Let me hasten to add that we always took care to trail-break our horses. All of them learned how to keep from killing or badly injuring themselves on picket ropes. All were taught as youngsters, like young and miserable Kalup here, to balance the dead weight of packs, usually before we broke them to ride. They learned how to maneuver around trees when loaded, how to deal with noisy or awkward packs (as the two-year-old baby, he doesn't have much of a load here, but look at all that weird stuff), and not to crowd up on the horse in front and drive it crazy going down the trail. But often Dad hunted with people from work who had their own horses, or guys who had never been around them at all. And oh, the stories! Horses that took one whiff of a bloody carcass and turned into prancing, dancing demons sidling over the top of everything in their path (including their handlers) to escape that awful thing bearing down on them (or already atop them). Packs slipping sideways on some round-backed nag. Neophyte pack horses bucking their way off trails, down sidehills, through ten-foot-high brush, floundering over small cliffs, landing upside down in rocks. One actually killed itself while tied to a tree. In camp.
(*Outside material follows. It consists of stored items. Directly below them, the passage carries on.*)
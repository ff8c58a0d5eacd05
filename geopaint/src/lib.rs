//! Geopaint is the geometry painting core of a map renderer. It takes vector geometries in model space, projects
//! them through a map camera and draws them with their symbols onto a 2d surface.
//!
//! # Main components
//!
//! * [`Camera`] is the view state of the map: resolution, pitch, bearing and the projection between model points
//!   and container pixels. [`MapView`] is a perspective camera over a planar map.
//! * [`PaintGeometry`] is implemented by the application geometries. It gives the painter the path data, the
//!   altitude and the [symbols](symbol) of a geometry.
//! * [`Surface`] is the drawing target: a canvas, an image or anything that can stroke and fill paths and draw
//!   markers and text.
//! * [`Painter`] connects them: it clips and transforms the geometry path for the current view, caches the results
//!   and runs the [symbolizers](render::symbolizer) of the geometry.
//!
//! ```no_run
//! use geopaint::geopaint_types::cartesian::{Point2d, Size};
//! use geopaint::{MapView, PaintGeometry, Painter, PainterOptions, Surface};
//!
//! fn draw(geometry: impl PaintGeometry, surface: &mut dyn Surface) {
//!     let view = MapView::new(Point2d::new(0.0, 0.0), 10.0).with_size(Size::new(800.0, 600.0));
//!     let mut painter = Painter::new(geometry, PainterOptions::default());
//!     painter.paint(&view, Some(surface), None, None);
//! }
//! ```

pub mod camera;
mod color;
pub mod error;
pub mod geometry;
pub mod painter;
pub mod render;
pub mod symbol;
mod view;

#[cfg(test)]
mod tests;

pub use camera::Camera;
pub use color::Color;
pub use geometry::PaintGeometry;
pub use geopaint_types;
pub use painter::{PaintOutcome, Painter, PainterOptions};
pub use render::Surface;
pub use view::{MapView, WEB_MERCATOR_BASE_RESOLUTION};
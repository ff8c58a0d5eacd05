//! Types and functions on geometries in cartesian coordinates.

mod point;
mod rect;
mod size;

pub use nalgebra::{Point2, Vector2};
pub use point::{CartesianPoint2d, Point2d};
pub use rect::Rect;
pub use size::Size;
//! Background Tasks Module
//!
//! # Tasks
//! - Volatile sweep: drops volatile entries older than the retention window

mod sweep;

pub use sweep::spawn_sweep_task;
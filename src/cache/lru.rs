//! LRU Tracker Module
//!
//! Recency ordering for the optional volatile capacity bound.

use std::collections::{BTreeMap, HashMap};

// == LRU Tracker ==
/// Tracks access order for LRU eviction.
///
/// Every touch stamps the key with a monotonically increasing tick; the key
/// with the smallest tick is the least recently used.
#[derive(Debug, Default)]
pub struct LruTracker {
    /// tick -> key, ordered oldest first
    by_tick: BTreeMap<u64, String>,
    /// key -> its current tick
    ticks: HashMap<String, u64>,
    next_tick: u64,
}

impl LruTracker {
    pub fn new() -> Self {
        Self::default()
    }

    // == Touch ==
    /// Marks a key as most recently used, inserting it if new.
    pub fn touch(&mut self, key: &str) {
        let tick = self.next_tick;
        self.next_tick += 1;

        if let Some(old) = self.ticks.insert(key.to_string(), tick) {
            self.by_tick.remove(&old);
        }
        self.by_tick.insert(tick, key.to_string());
    }

    pub fn remove(&mut self, key: &str) {
        if let Some(tick) = self.ticks.remove(key) {
            self.by_tick.remove(&tick);
        }
    }

    // == Evict Oldest ==
    /// Returns and forgets the least recently used key.
    pub fn evict_oldest(&mut self) -> Option<String> {
        let (_, key) = self.by_tick.pop_first()?;
        self.ticks.remove(&key);
        Some(key)
    }

    pub fn clear(&mut self) {
        self.by_tick.clear();
        self.ticks.clear();
    }

    pub fn len(&self) -> usize {
        self.ticks.len()
    }

    pub fn is_empty(&self) -> bool {
        self.ticks.is_empty()
    }
}
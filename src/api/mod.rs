//! API Module
//!
//! HTTP inspection surface over a shared [`RecordCache`](crate::RecordCache).
//!
//! # Endpoints
//! - `GET /records/:key?max_age_ms=N` - Load a raw record
//! - `DELETE /records/:key` - Clear one key from both tiers
//! - `DELETE /records` - Clear the whole partition
//! - `GET /stats` - Get cache statistics
//! - `GET /health` - Health check endpoint

pub mod handlers;
pub mod routes;

pub use handlers::*;
pub use routes::create_router;
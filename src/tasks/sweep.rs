//! Volatile Sweep Task
//!
//! Freshness is decided per request, so stale volatile entries are never
//! served. The sweep only bounds memory by dropping entries no caller is
//! expected to accept any more.

use std::time::Duration;

use tokio::task::JoinHandle;
use tracing::{debug, info};

use crate::cache::{current_timestamp_ms, CacheKey};
use crate::loader::{BatchFetch, BatchedLoader};

/// Spawns a task that every `interval` purges volatile entries older than
/// `retention`.
///
/// The returned handle can be aborted on shutdown.
///
/// # Example
/// ```ignore
/// let handle = spawn_sweep_task(loader.clone(), Duration::from_secs(60), Duration::from_secs(600));
/// // Later, during shutdown:
/// handle.abort();
/// ```
pub fn spawn_sweep_task<K, V, F>(
    loader: BatchedLoader<K, V, F>,
    interval: Duration,
    retention: Duration,
) -> JoinHandle<()>
where
    K: CacheKey,
    V: Clone + Send + Sync + 'static,
    F: BatchFetch<K, V> + 'static,
{
    tokio::spawn(async move {
        info!(?interval, ?retention, "starting volatile sweep task");

        loop {
            tokio::time::sleep(interval).await;

            let removed = loader.purge_older_than(retention, current_timestamp_ms());
            if removed > 0 {
                info!("volatile sweep: removed {} entries", removed);
            } else {
                debug!("volatile sweep: nothing to remove");
            }
        }
    })
}
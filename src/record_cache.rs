//! Record Cache Module
//!
//! The externally facing cache. A load walks the tiers in order:
//!
//! 1. volatile tier (no I/O)
//! 2. persistent store, promoting fresh rows into the volatile tier
//! 3. the batched loader, which coalesces the request with its window
//!
//! Upstream results are written to the persistent store before any caller
//! observes them and to the volatile tier as the window resolves. Errors are
//! never cached in either tier.

use std::collections::HashMap;
use std::sync::Arc;
use std::time::Duration;

use async_trait::async_trait;
use futures_util::future::join_all;
use parking_lot::Mutex;
use serde::{de::DeserializeOwned, Serialize};
use tokio::sync::OnceCell;
use tokio::task::JoinHandle;
use tracing::{debug, info, trace, warn};

use crate::cache::{current_timestamp_ms, CacheKey, CacheStats, MaxAge};
use crate::config::Config;
use crate::error::{CacheError, Result};
use crate::loader::{BatchFetch, BatchedLoader, LoadResult, LoaderOptions};
use crate::parser::{catch_as_value, NoParsers, ParserTable};
use crate::store::{FileStoreProvider, MemoryBackend, PersistentStore, StoreProvider};
use crate::tasks::spawn_sweep_task;

// == Clear Log ==
/// Clears made while upstream fetches are in flight.
///
/// A fetch notes the generation when it starts; before writing a key it
/// checks whether that key (or the whole partition) was cleared since.
#[derive(Debug, Default)]
struct ClearLog {
    generation: u64,
    inflight: usize,
    keys: HashMap<String, u64>,
    all: u64,
}

impl ClearLog {
    fn begin(&mut self) -> u64 {
        self.inflight += 1;
        self.generation
    }

    fn end(&mut self) {
        self.inflight = self.inflight.saturating_sub(1);
        if self.inflight == 0 {
            self.keys.clear();
        }
    }

    fn record(&mut self, cache_key: Option<&str>) {
        self.generation += 1;
        match cache_key {
            Some(key) if self.inflight > 0 => {
                self.keys.insert(key.to_string(), self.generation);
            }
            Some(_) => {}
            None => self.all = self.generation,
        }
    }

    fn cleared_since(&self, cache_key: &str, generation: u64) -> bool {
        self.all > generation || self.keys.get(cache_key).is_some_and(|g| *g > generation)
    }
}

/// Marks one fetch in flight for as long as it lives.
struct InflightFetch<'a> {
    log: &'a Mutex<ClearLog>,
    generation: u64,
}

impl<'a> InflightFetch<'a> {
    fn begin(log: &'a Mutex<ClearLog>) -> Self {
        let generation = log.lock().begin();
        Self { log, generation }
    }

    fn cleared(&self, cache_key: &str) -> bool {
        self.log.lock().cleared_since(cache_key, self.generation)
    }
}

impl Drop for InflightFetch<'_> {
    fn drop(&mut self) {
        self.log.lock().end();
    }
}

// == Store Handle ==
/// Lazily opened, memoized store for one partition.
pub struct StoreHandle<V> {
    partition: String,
    provider: Box<dyn StoreProvider<V>>,
    store: OnceCell<Arc<dyn PersistentStore<V>>>,
    clears: Mutex<ClearLog>,
}

impl<V> StoreHandle<V> {
    fn new(partition: String, provider: Box<dyn StoreProvider<V>>) -> Self {
        Self {
            partition,
            provider,
            store: OnceCell::new(),
            clears: Mutex::new(ClearLog::default()),
        }
    }

    /// Opens the store on first use; later calls return the same handle.
    pub async fn get(&self) -> Result<Arc<dyn PersistentStore<V>>> {
        let store = self
            .store
            .get_or_try_init(|| async {
                info!(partition = %self.partition, "opening persistent store");
                self.provider.open(&self.partition).await
            })
            .await?;
        Ok(Arc::clone(store))
    }
}

// == Write-Through Fetcher ==
/// Upstream wrapper persisting every successful result before the window
/// resolves. A failed write turns that key's result into the store error.
/// Keys cleared while the fetch was in flight are not written.
pub struct WriteThrough<K, V> {
    upstream: Arc<dyn BatchFetch<K, V>>,
    store: Arc<StoreHandle<V>>,
}

#[async_trait]
impl<K, V> BatchFetch<K, V> for WriteThrough<K, V>
where
    K: CacheKey,
    V: Serialize + Send + Sync + 'static,
{
    async fn fetch_many(&self, keys: &[K]) -> Result<Vec<LoadResult<V>>> {
        let inflight = InflightFetch::begin(&self.store.clears);
        let results = self.upstream.fetch_many(keys).await?;
        if results.len() != keys.len() {
            // the loader rejects misaligned responses
            return Ok(results);
        }

        let store = self.store.get().await?;
        let timestamp_ms = current_timestamp_ms();
        let writes = keys.iter().zip(&results).map(|(key, result)| {
            let store = &store;
            let inflight = &inflight;
            async move {
                let cache_key = key.cache_key();
                match result {
                    Ok(_) if inflight.cleared(&cache_key) => {
                        debug!(key = %cache_key, "cleared during fetch, not persisted");
                        Ok(())
                    }
                    Ok(value) => store.put(&cache_key, value.as_ref(), timestamp_ms).await,
                    Err(_) => Ok(()),
                }
            }
        });
        let writes = join_all(writes).await;

        Ok(results
            .into_iter()
            .zip(writes)
            .map(|(result, write)| match write {
                Ok(()) => result,
                Err(err) => {
                    warn!(error = %err, "failed to persist fetched record");
                    Err(err)
                }
            })
            .collect())
    }
}

// == Loaded ==
/// One entry of [`RecordCache::load_many_parsed`].
#[derive(Debug, Clone, PartialEq)]
pub enum Loaded<V, T> {
    /// Raw record, requested without a parser
    Raw(V),
    /// Output of the requested parser
    Parsed(T),
}

// == Record Cache ==
/// Two-tier cache over a batched upstream, with optional tagged parsers.
pub struct RecordCache<K, V, P = NoParsers> {
    store: Arc<StoreHandle<V>>,
    loader: BatchedLoader<K, V, WriteThrough<K, V>>,
    parsers: P,
}

impl<K, V, P> RecordCache<K, V, P>
where
    K: CacheKey,
    V: Clone + Serialize + DeserializeOwned + Send + Sync + 'static,
    P: ParserTable<K, V>,
{
    // == Constructor ==
    /// Creates a cache over `upstream`, persisting into the store `provider`
    /// opens for the configured partition.
    pub fn new<S>(
        config: &Config,
        upstream: Arc<dyn BatchFetch<K, V>>,
        provider: S,
        parsers: P,
    ) -> Result<Self>
    where
        S: StoreProvider<V> + 'static,
    {
        let options = LoaderOptions::from_config(config)?;
        let store = Arc::new(StoreHandle::new(
            config.partition.clone(),
            Box::new(provider),
        ));
        let fetcher = WriteThrough {
            upstream,
            store: Arc::clone(&store),
        };

        Ok(Self {
            store,
            loader: BatchedLoader::new(fetcher, options),
            parsers,
        })
    }

    /// Creates a cache whose store is chosen by the configuration: a file
    /// store under `store_dir` when set, an in-memory store otherwise.
    pub fn from_config(
        config: &Config,
        upstream: Arc<dyn BatchFetch<K, V>>,
        parsers: P,
    ) -> Result<Self> {
        match &config.store_dir {
            Some(dir) => Self::new(config, upstream, FileStoreProvider::new(dir), parsers),
            None => Self::new(config, upstream, MemoryBackend::new(), parsers),
        }
    }

    pub fn partition(&self) -> &str {
        &self.store.partition
    }

    // == Load ==
    /// Loads the raw record for `key`.
    ///
    /// `Ok(None)` means the record is confirmed absent upstream.
    pub async fn load(&self, key: &K, max_age: MaxAge) -> Result<Option<V>> {
        if let Some(entry) = self.loader.peek(key, max_age) {
            trace!(key = %key.cache_key(), "served from volatile tier");
            return Ok(entry.value);
        }

        let cache_key = key.cache_key();
        let store = self.store.get().await?;
        if let Some(entry) = store.get(&cache_key).await? {
            if entry.is_fresh(max_age, current_timestamp_ms()) {
                debug!(key = %cache_key, age_ms = entry.age_ms(current_timestamp_ms()), "promoted from persistent store");
                return Ok(self.loader.promote(key, entry).value);
            }
        }

        self.loader.load(key, max_age).await
    }

    /// Loads `key` and applies the parser registered under `tag`.
    ///
    /// A confirmed-absent record is `Ok(None)` and the parser is not called.
    /// A parser error or panic is returned as `CacheError::Parse`; the raw
    /// record stays cached.
    pub async fn load_parsed(&self, key: &K, tag: P::Tag, max_age: MaxAge) -> Result<Option<P::Output>> {
        let record = self.load(key, max_age).await?;
        record
            .map(|record| catch_as_value(|| self.parsers.parse(tag, key, &record)))
            .transpose()
    }

    /// Loads several keys in one batch window. Results follow input order.
    pub async fn load_many(&self, keys: &[K], max_age: MaxAge) -> Vec<Result<Option<V>>> {
        join_all(keys.iter().map(|key| self.load(key, max_age))).await
    }

    /// Loads several keys in one batch window, each with its own parser (or
    /// none for the raw record). A failing parser only fails its own entry.
    pub async fn load_many_parsed(
        &self,
        requests: &[(K, Option<P::Tag>)],
        max_age: MaxAge,
    ) -> Vec<Result<Option<Loaded<V, P::Output>>>> {
        join_all(requests.iter().map(|(key, tag)| async move {
            match tag {
                Some(tag) => Ok(self.load_parsed(key, *tag, max_age).await?.map(Loaded::Parsed)),
                None => Ok(self.load(key, max_age).await?.map(Loaded::Raw)),
            }
        }))
        .await
    }

    // == Clear ==
    /// Removes the key from the persistent store, then the volatile tier.
    pub async fn clear(&self, key: &K) -> Result<()> {
        let cache_key = key.cache_key();
        let store = self.store.get().await?;
        self.store.clears.lock().record(Some(&cache_key));
        store.delete(&cache_key).await?;
        self.loader.clear(key);
        debug!(key = %cache_key, "cleared record");
        Ok(())
    }

    /// Empties the persistent store, then the volatile tier.
    pub async fn clear_all(&self) -> Result<()> {
        let store = self.store.get().await?;
        self.store.clears.lock().record(None);
        store.clear().await?;
        self.loader.clear_all();
        info!(partition = %self.partition(), "cleared all records");
        Ok(())
    }

    // == Store ==
    /// The partition's persistent store, opened on first call.
    pub async fn store(&self) -> Result<Arc<dyn PersistentStore<V>>> {
        self.store.get().await
    }

    pub fn loader(&self) -> &BatchedLoader<K, V, WriteThrough<K, V>> {
        &self.loader
    }

    /// Seeds the volatile tier without fetching. No-op if already present.
    pub fn prime(&self, key: &K, value: Option<V>) -> bool {
        self.loader.prime(key, value)
    }

    pub fn stats(&self) -> CacheStats {
        self.loader.stats()
    }

    /// Starts the background sweep dropping volatile entries older than
    /// `retention`.
    pub fn spawn_sweep_task(&self, interval: Duration, retention: Duration) -> JoinHandle<()> {
        spawn_sweep_task(self.loader.clone(), interval, retention)
    }

    /// Starts the sweep if the configuration sets a retention.
    pub fn spawn_configured_sweep(&self, config: &Config) -> Result<Option<JoinHandle<()>>> {
        match config.volatile_retention {
            Some(retention) if config.sweep_interval.is_zero() => Err(CacheError::InvalidRequest(
                format!("sweep interval must be non-zero (retention {:?})", retention),
            )),
            Some(retention) => Ok(Some(self.spawn_sweep_task(config.sweep_interval, retention))),
            None => Ok(None),
        }
    }
}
NOT good times. There is nothing quite as scary or as helpless-feeling as watching a pack horse go berserk. And anything can spark it. A dangling strap. A bee sting. An uneven load that shifts worse and worse with every step. A pad working out from under the saddle. A rattling pot (or noisy gravel or other junk poured loose into a pack bag to teach a young horse). Elk antlers jabbing into a flank. Really awkward loads with crap sticking out every which way and cinched down as best the packer can. I read a really fascinating account by an old-time packer into the Idaho gold fields who remembered transporting the first piano into Couer d'Alene atop a mule. Also, one 800-pound piece of indivisible mining equipment. Just the weight boggles my mind. But the awkwardness!!! Holy smokes.

I once critiqued a manuscript where the author had her city-bred hero starting on a spiritual journey across the wilderness with a pack animal. Okay. The problem was that he knew nothing about riding or caring for the animals. He had always had servants to do it. Learning to ride on your own is one thing; the basics are a matter of balance, figuring out how to get the beasties to go and stop and turn, and not triggering some unexpected reaction that leaves you broken and dying beside the trail. But packing...oh, that is a different skill altogether, and even the most experienced packers can run into problems. Look at the very specialized saddle shown in the first picture above, with all those ropes, the attached harness, and understand the fact that while one guy can load an animal by himself, it is ever so much easier for two. For a newbie with no experience of the animal he is packing to figure all that out, to understand that the load needs to be balanced for weight, to hoist it up by himself and figure out how to lash it on so it doesn't shift--that doesn't come in an hour, a day, or a month. Every load is different and requires experience to make it ride well.
Look at this picture of two nice-looking loads of assorted camping stuff, personal junk, and trash that had to be packed out of a permanent camp. Looks good, doesn't it? All nice and neat. Alas, the stuff was slithery and light, and despite the skill of the packers one of those loads came apart within half a mile. It could have been a spectacular wreck if the horses and people involved hadn't been so sensible. As is, they still spent a lot of time picking up the scattered pieces.
Please, author folks, if you are sending your characters out on a long journey with horses (or any pack animal), don't blithely assume it takes five minutes to get going in the morning, or that the average Joe can leap right in and pack his beast up without training. Or that the horse has been packed before, or will not come unglued when the ropes come untied. But hey! All that is excellent plot fare, isn't it?
Until next time, and I apologize that it has been so long.
If you want to see how I use horses in fiction, try my Fate's Arrow series, beginning with The Mask of God.
3 comments:
Well said. I've never done much packing myself; the only horse camping I've done never required more than saddle bags on my riding horse. But I have heard many a tale from friends who hunt or do major camping, and my husband, who started out to cross the Olympics with a string of horses the year Mt St Helens blew...I do hope to try it myself some day, but I will definitely use expert help.
Riding the Olympics would be fun. Most of my wilderness riding has been in the Cascades, in the Pasayten, or in Montana. It would also be fun to ride the John Wayne Trail, but that's more like an extended day ride, I think. I don't know that you'd need to pack it if you organized well enough. If you have Netflix, you should check out the documentary "Unbranded," where some guys used mustangs to ride from Texas to Montana across the Rockies.